Scientists with the U.S. Geological Survey have found evidence of a self-sustaining population in two lakes, Burt and Mullet, above the Cheboygan River lock-and-dam.

This would be an expansion of the invasive predator’s reach.

Marc Gaden, spokesman for the Great Lakes Fishery Commission, says there are several things at stake.

“Any expansion of the lamprey populations that we have in the Great Lakes basin means fewer fish for the people of the region. It means fewer fish are going to survive to reproduce,” he says. “It means we’ll continue to suffer economic and ecological harm because of what the lamprey do to the fishery of the Great Lakes region.”

Working with the Michigan Department of Natural Resources, scientists will be collecting and analyzing data throughout 2014 and 2015 to find out the lamprey’s origins to determine if this population is self-sustaining—one that stays in the lake and river system—or if they got by the lock-and-dam.

The traps associated with the lock-and-dam near the mouth of the Cheboygan River capture more adult sea lampreys than others in the Great Lakes. This landlocked population may have existed for decades unreported.

Lamprey control is successful. The U.S. and Canada currently spends $21 million annually on lamprey control. Population expansion could mean a diversion of resources.

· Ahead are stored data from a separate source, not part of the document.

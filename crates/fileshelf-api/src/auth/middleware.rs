use std::sync::Arc;

use axum::{
    extract::{Request, State},
    http::HeaderMap,
    middleware::Next,
    response::{IntoResponse, Response},
};
use fileshelf_core::constants::TOKEN_HEADER;

use crate::error::HttpAppError;
use crate::state::AppState;

pub fn token_from_headers(headers: &HeaderMap) -> Option<&str> {
    headers
        .get(TOKEN_HEADER)
        .and_then(|h| h.to_str().ok())
        .map(str::trim)
        .filter(|t| !t.is_empty())
}

/// Middleware to authenticate requests using the session token
pub async fn session_middleware(
    State(state): State<Arc<AppState>>,
    mut request: Request,
    next: Next,
) -> Response {
    let token = token_from_headers(request.headers()).map(str::to_string);

    let ctx = match state.access.identify(token.as_deref()).await {
        Ok(ctx) => ctx,
        Err(e) => return HttpAppError(e).into_response(),
    };

    tracing::debug!(user_id = %ctx.user_id, "Session resolved");
    request.extensions_mut().insert(ctx);

    next.run(request).await
}
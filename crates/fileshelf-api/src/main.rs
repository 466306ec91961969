use fileshelf_api::setup;
use fileshelf_core::Config;

#[tokio::main]
async fn main() -> Result<(), anyhow::Error> {
    let config = Config::from_env()?;
    fileshelf_infra::init_tracing(config.is_production())
        .map_err(|e| anyhow::anyhow!("Failed to initialize tracing: {}", e))?;

    let app = setup::initialize_app(config.clone()).await?;

    let served = setup::server::start_server(&config, app.router).await;
    app.background.shutdown().await;

    served
}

“What it has the potential to mean is the Great Lake Fishery Commission and its partners will have to either spend more resources to control lamprey or—if this turns out to be a problematical population that needs to be controlled—divert the scarce resources we have from control in some areas of the lake to this area,” says Gaden.

The study is in the early stages. The Great Lakes Fishery Commission hopes the fishing community will contribute. If anglers catch fish with lamprey wounds or a lamprey attached, the information will help the study.